=== TASK PROMPT ===
Return only the lines of the listing below that run from the line with "let target = port_id.to_string();" through the line with "let mut shared", both ends included, exactly as written.
───── AVAILABLE RECORDS
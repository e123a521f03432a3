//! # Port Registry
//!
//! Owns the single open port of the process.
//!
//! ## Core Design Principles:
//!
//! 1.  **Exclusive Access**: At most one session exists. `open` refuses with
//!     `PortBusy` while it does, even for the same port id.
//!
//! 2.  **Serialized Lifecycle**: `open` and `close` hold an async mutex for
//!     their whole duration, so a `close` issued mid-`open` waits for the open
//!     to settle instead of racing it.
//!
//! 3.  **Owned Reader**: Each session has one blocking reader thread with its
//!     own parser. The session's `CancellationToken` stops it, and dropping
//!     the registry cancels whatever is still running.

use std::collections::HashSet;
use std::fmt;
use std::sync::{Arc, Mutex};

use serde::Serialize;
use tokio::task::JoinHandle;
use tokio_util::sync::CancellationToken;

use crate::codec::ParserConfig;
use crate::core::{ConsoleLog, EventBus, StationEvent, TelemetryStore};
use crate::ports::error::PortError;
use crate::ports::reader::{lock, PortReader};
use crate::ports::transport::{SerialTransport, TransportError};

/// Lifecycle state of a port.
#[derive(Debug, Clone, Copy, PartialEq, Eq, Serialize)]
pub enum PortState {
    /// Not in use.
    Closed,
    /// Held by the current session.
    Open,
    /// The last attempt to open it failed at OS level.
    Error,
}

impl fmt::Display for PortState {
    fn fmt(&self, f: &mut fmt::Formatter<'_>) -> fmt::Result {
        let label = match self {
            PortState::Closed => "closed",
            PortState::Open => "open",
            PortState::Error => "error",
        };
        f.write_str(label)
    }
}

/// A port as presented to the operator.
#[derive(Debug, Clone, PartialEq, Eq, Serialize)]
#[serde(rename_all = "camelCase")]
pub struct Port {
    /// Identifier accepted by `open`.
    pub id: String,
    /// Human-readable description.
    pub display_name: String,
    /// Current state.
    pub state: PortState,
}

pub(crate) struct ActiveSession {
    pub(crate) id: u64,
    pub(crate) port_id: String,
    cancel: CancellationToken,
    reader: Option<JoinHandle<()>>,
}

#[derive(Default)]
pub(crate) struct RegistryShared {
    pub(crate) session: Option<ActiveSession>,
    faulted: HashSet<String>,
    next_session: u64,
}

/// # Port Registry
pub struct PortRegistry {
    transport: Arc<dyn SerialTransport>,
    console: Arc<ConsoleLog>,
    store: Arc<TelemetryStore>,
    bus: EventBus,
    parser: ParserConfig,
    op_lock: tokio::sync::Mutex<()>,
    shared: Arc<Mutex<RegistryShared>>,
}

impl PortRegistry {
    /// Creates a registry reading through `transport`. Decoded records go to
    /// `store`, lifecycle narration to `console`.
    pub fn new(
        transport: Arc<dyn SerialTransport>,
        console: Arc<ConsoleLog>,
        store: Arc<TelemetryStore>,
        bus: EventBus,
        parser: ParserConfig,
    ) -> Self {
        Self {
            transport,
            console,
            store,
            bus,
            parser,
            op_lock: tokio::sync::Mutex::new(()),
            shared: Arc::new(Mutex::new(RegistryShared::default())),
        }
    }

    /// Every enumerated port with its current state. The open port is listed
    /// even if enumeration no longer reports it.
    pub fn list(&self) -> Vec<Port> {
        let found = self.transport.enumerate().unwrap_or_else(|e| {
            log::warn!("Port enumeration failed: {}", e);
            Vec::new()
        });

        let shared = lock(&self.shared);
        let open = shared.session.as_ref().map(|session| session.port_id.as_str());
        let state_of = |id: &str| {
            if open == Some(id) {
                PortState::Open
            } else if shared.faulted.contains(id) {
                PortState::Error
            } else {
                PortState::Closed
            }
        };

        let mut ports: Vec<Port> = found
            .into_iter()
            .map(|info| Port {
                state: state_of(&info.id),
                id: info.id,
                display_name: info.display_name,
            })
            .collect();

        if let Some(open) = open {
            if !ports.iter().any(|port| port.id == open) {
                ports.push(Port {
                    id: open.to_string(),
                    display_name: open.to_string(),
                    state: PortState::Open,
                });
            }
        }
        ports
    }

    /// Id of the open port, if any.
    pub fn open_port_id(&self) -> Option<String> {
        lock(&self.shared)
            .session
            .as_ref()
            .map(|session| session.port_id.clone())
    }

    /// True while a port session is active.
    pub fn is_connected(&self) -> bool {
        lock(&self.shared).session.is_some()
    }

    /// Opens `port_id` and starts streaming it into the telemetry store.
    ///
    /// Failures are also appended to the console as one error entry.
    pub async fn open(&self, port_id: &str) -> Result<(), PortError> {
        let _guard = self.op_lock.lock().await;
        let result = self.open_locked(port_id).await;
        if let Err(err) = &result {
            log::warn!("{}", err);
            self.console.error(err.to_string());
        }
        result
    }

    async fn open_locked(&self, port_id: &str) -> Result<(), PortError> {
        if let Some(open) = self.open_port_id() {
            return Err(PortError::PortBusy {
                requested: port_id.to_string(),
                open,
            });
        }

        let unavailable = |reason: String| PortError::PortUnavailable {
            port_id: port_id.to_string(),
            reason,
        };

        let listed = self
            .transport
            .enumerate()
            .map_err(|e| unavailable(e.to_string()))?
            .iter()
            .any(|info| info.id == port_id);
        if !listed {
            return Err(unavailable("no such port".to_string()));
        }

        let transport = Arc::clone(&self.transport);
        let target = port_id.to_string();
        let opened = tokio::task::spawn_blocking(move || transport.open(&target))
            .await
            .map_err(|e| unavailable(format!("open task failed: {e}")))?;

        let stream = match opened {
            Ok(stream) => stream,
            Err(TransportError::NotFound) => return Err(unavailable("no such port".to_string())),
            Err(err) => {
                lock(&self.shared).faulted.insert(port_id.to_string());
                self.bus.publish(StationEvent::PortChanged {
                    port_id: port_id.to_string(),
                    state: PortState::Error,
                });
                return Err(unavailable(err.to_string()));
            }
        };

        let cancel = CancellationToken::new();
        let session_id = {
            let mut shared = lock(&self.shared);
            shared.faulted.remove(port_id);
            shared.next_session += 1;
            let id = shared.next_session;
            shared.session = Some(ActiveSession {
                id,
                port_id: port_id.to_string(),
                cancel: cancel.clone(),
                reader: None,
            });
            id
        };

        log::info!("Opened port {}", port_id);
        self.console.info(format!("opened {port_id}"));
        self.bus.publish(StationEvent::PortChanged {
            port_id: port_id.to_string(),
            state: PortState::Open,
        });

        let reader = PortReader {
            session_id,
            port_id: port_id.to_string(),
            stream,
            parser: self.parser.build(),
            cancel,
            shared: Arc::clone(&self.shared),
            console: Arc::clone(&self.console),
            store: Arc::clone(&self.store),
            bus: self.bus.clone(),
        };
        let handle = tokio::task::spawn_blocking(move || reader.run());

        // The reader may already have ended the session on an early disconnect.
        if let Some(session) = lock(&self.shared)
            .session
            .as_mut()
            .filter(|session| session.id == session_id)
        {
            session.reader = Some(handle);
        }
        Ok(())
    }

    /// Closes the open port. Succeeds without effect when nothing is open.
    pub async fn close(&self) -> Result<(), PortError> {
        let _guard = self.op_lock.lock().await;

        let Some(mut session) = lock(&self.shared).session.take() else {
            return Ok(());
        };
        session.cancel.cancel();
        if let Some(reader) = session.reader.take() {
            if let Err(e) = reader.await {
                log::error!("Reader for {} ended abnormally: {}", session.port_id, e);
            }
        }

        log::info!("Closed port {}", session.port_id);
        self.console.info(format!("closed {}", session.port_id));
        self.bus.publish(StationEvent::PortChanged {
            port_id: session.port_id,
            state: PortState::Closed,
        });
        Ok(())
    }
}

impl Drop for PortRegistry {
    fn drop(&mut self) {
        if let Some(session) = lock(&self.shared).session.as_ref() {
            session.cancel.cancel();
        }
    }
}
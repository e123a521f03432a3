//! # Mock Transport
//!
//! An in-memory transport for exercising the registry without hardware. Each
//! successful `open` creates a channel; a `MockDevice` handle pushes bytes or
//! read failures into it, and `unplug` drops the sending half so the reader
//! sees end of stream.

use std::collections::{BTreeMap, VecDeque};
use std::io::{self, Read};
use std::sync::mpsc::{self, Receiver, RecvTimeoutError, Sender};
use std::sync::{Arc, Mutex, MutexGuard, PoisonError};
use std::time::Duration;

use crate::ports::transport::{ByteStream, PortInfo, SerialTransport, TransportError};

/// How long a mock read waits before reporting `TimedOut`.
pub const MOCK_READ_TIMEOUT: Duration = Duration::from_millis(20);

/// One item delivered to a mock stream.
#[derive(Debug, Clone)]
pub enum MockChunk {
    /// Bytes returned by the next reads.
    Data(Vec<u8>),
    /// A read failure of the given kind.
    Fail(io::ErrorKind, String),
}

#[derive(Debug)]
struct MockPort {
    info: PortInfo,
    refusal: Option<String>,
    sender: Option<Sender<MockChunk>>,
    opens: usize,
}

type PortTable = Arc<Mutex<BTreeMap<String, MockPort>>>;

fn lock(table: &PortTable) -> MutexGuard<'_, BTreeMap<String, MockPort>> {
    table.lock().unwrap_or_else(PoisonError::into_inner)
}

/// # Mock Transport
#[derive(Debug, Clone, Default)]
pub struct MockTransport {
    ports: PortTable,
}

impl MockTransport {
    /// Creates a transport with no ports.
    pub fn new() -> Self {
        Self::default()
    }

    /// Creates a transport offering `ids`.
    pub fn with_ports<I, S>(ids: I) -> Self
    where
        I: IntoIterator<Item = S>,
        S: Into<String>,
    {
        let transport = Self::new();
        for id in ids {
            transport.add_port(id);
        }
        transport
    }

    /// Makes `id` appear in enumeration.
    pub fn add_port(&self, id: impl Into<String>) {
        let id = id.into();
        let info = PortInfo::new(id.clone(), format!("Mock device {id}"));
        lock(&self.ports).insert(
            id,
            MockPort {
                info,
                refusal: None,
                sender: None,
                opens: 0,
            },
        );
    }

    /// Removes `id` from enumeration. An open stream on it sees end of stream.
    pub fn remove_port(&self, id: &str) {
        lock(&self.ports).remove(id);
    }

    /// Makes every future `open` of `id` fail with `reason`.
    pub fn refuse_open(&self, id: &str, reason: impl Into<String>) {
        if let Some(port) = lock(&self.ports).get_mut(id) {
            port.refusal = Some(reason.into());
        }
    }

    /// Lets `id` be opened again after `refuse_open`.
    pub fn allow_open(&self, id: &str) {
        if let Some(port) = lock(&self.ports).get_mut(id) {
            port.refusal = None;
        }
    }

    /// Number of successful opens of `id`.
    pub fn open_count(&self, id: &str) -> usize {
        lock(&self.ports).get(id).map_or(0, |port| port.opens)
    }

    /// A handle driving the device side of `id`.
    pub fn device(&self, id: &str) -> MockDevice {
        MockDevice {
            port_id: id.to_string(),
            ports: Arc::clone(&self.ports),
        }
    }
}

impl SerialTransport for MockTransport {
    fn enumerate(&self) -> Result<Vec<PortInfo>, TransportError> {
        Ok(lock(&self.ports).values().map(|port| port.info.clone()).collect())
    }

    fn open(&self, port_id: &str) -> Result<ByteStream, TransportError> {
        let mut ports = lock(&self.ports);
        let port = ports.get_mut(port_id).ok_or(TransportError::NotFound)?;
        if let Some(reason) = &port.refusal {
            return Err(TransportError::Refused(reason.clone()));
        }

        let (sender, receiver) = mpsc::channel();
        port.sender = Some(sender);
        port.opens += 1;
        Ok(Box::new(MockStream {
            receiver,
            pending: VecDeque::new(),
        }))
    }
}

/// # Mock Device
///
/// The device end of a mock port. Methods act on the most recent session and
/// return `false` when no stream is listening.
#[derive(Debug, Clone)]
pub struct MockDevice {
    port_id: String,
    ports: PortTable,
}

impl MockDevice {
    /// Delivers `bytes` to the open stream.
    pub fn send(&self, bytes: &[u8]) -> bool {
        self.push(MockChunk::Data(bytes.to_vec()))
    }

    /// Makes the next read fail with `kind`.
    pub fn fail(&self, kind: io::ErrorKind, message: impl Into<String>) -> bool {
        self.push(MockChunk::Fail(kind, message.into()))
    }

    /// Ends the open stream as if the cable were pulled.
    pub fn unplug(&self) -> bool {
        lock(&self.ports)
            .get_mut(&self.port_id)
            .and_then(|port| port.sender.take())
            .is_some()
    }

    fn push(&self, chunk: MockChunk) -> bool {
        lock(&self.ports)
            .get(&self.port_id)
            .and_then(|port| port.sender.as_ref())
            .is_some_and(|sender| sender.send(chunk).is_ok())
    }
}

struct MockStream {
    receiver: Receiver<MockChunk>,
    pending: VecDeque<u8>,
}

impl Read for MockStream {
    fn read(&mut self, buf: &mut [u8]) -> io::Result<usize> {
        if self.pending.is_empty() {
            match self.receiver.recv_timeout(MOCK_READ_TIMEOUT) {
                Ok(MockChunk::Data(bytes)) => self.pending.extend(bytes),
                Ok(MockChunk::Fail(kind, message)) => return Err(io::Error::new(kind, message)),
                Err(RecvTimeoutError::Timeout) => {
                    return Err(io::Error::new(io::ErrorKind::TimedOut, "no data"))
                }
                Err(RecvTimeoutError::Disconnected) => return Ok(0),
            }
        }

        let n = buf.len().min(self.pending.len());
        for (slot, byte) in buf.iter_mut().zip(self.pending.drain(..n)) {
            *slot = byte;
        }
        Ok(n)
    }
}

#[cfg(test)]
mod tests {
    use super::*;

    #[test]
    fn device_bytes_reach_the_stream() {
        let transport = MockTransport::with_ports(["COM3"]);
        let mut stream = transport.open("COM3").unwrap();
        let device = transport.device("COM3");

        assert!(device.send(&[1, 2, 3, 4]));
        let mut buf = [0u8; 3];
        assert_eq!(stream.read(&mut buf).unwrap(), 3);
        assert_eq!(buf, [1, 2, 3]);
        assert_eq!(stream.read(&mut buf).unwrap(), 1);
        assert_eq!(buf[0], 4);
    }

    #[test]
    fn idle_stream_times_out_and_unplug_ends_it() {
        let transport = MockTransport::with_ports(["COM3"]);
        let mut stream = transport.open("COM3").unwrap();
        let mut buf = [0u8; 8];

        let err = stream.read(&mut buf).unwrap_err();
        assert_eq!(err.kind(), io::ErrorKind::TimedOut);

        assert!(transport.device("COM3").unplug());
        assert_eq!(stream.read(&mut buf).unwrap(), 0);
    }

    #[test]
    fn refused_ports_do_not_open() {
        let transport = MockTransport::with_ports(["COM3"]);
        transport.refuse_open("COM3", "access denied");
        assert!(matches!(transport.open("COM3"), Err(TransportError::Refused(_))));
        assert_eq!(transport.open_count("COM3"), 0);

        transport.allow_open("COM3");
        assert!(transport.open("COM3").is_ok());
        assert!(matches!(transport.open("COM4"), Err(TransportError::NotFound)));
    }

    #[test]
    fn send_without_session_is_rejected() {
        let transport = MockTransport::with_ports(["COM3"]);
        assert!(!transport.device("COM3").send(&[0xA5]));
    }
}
──────────
=== WRITTEN RESPONSE ===
        let target = port_id.to_string();
        let opened = tokio::task::spawn_blocking(move || transport.open(&target))
            .await
            .map_err(|e| unavailable(format!("open task failed: {e}")))?;

        let stream = match opened {
            Ok(stream) => stream,
            Err(TransportError::NotFound) => return Err(unavailable("no such port".to_string())),
            Err(err) => {
                lock(&self.shared).faulted.insert(port_id.to_string());
                self.bus.publish(StationEvent::PortChanged {
                    port_id: port_id.to_string(),
                    state: PortState::Error,
                });
                return Err(unavailable(err.to_string()));
            }
        };

        let cancel = CancellationToken::new();
        let session_id = {
            let mut shared = lock(&self.shared);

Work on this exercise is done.